From the records that follow, copy every line that contains the word "session".

[[ Records provided open ]]

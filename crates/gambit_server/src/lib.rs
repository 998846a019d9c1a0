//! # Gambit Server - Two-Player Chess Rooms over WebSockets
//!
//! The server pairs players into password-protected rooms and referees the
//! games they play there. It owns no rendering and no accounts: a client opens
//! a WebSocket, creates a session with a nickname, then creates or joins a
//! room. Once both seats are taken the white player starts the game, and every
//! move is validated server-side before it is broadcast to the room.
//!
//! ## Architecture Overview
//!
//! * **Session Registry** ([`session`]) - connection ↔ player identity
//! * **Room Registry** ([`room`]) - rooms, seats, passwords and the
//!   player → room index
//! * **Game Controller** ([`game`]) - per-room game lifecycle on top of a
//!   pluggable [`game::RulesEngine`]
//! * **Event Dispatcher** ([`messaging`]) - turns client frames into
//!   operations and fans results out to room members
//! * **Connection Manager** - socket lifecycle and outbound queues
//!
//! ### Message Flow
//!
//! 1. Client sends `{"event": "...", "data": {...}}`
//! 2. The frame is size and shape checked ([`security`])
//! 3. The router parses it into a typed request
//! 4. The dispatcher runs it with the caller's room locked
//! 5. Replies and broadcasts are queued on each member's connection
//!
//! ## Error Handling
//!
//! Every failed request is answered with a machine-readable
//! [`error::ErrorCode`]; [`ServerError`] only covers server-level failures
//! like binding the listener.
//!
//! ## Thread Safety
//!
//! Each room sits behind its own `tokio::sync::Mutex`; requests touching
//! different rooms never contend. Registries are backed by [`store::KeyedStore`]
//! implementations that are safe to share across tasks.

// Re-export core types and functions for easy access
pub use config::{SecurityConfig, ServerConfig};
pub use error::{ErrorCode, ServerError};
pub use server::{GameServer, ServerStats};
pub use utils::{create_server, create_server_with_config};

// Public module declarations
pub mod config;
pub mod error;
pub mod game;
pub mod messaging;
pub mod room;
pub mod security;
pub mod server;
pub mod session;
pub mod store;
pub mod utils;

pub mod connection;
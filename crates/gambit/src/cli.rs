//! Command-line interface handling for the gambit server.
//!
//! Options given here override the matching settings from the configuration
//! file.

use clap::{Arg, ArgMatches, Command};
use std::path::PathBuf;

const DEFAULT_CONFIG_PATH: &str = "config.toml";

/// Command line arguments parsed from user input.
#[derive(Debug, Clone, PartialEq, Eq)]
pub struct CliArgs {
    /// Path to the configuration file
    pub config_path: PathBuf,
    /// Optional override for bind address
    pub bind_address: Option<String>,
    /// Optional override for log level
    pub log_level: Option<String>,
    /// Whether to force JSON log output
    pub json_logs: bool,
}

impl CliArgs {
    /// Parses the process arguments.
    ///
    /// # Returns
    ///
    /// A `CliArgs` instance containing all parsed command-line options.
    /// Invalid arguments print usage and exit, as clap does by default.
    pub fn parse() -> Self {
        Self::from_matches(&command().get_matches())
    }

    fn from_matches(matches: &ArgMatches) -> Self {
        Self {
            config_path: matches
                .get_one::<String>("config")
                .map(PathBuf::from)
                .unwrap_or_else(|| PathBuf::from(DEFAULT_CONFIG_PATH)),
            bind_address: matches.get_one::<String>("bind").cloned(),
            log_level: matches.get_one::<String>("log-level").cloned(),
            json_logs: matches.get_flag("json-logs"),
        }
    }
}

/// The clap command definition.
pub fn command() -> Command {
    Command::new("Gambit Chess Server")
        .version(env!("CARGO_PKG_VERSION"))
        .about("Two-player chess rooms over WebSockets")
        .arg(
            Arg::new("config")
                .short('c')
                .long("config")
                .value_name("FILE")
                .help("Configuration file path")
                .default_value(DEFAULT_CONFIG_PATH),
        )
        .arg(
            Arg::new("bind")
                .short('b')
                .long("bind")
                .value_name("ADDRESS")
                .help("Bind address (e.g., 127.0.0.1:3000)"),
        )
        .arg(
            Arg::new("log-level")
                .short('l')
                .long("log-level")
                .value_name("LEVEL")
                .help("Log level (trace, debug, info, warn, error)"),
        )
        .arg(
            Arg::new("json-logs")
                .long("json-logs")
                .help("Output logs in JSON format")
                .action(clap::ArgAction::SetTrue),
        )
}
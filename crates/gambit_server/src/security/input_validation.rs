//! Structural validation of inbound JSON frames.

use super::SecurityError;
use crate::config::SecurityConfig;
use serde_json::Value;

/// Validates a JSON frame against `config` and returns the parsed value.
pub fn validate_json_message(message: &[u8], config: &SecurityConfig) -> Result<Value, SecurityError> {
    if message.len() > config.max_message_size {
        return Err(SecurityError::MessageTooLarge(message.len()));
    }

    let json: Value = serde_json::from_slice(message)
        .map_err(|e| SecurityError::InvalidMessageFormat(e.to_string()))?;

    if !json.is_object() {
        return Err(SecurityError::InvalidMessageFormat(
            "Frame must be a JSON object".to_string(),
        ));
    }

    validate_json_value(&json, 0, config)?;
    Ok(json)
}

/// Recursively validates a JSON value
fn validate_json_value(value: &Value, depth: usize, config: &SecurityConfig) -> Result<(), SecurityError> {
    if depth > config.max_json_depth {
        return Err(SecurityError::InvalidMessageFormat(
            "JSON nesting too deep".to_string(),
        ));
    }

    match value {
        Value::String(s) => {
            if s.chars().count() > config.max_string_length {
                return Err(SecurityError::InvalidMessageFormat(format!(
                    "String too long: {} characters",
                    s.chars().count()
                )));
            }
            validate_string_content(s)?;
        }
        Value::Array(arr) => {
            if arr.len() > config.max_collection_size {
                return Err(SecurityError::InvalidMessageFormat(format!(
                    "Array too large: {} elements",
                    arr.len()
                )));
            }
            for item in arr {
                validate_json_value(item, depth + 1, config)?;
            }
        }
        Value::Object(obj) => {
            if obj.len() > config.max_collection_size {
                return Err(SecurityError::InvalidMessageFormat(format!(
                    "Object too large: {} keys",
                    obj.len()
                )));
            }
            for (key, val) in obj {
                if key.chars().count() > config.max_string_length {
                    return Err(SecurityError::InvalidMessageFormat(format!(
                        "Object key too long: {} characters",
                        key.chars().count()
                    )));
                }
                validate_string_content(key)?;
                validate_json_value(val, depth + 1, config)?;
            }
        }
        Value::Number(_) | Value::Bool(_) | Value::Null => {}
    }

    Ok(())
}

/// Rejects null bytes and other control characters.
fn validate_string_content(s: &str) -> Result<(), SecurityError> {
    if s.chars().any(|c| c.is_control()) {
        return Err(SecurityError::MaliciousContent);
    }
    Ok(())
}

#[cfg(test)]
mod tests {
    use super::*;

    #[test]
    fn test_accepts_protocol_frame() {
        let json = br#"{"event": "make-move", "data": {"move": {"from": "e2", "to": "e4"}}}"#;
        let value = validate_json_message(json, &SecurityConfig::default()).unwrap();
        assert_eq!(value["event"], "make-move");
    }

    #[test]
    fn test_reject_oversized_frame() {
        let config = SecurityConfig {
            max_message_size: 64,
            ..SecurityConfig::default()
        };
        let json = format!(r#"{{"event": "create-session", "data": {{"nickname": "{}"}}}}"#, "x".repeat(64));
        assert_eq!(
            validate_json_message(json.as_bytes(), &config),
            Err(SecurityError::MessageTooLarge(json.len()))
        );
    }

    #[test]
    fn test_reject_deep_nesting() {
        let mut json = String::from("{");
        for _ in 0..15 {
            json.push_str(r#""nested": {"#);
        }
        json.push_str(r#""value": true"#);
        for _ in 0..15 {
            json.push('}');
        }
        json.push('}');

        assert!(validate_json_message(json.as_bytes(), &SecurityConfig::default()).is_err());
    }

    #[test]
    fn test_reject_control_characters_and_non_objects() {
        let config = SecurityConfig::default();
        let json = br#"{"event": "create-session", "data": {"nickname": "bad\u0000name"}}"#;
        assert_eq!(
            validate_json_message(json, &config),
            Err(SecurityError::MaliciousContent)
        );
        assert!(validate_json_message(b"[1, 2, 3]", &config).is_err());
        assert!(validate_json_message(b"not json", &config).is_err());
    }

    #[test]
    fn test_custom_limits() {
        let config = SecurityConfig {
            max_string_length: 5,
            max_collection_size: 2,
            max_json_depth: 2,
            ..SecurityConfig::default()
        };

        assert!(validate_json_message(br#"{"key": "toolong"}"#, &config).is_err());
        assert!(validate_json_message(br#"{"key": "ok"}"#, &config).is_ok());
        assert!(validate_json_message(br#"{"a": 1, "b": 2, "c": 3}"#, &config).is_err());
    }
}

[[ Records provided closed ]]

[Written solution]
//! a WebSocket, creates a session with a nickname, then creates or joins a
//! * **Session Registry** ([`session`]) - connection ↔ player identity
pub mod session;
        let json = format!(r#"{{"event": "create-session", "data": {{"nickname": "{}"}}}}"#, "x".repeat(64));
        let json = br#"{"event": "create-session", "data": {"nickname": "bad\u0000name"}}"#;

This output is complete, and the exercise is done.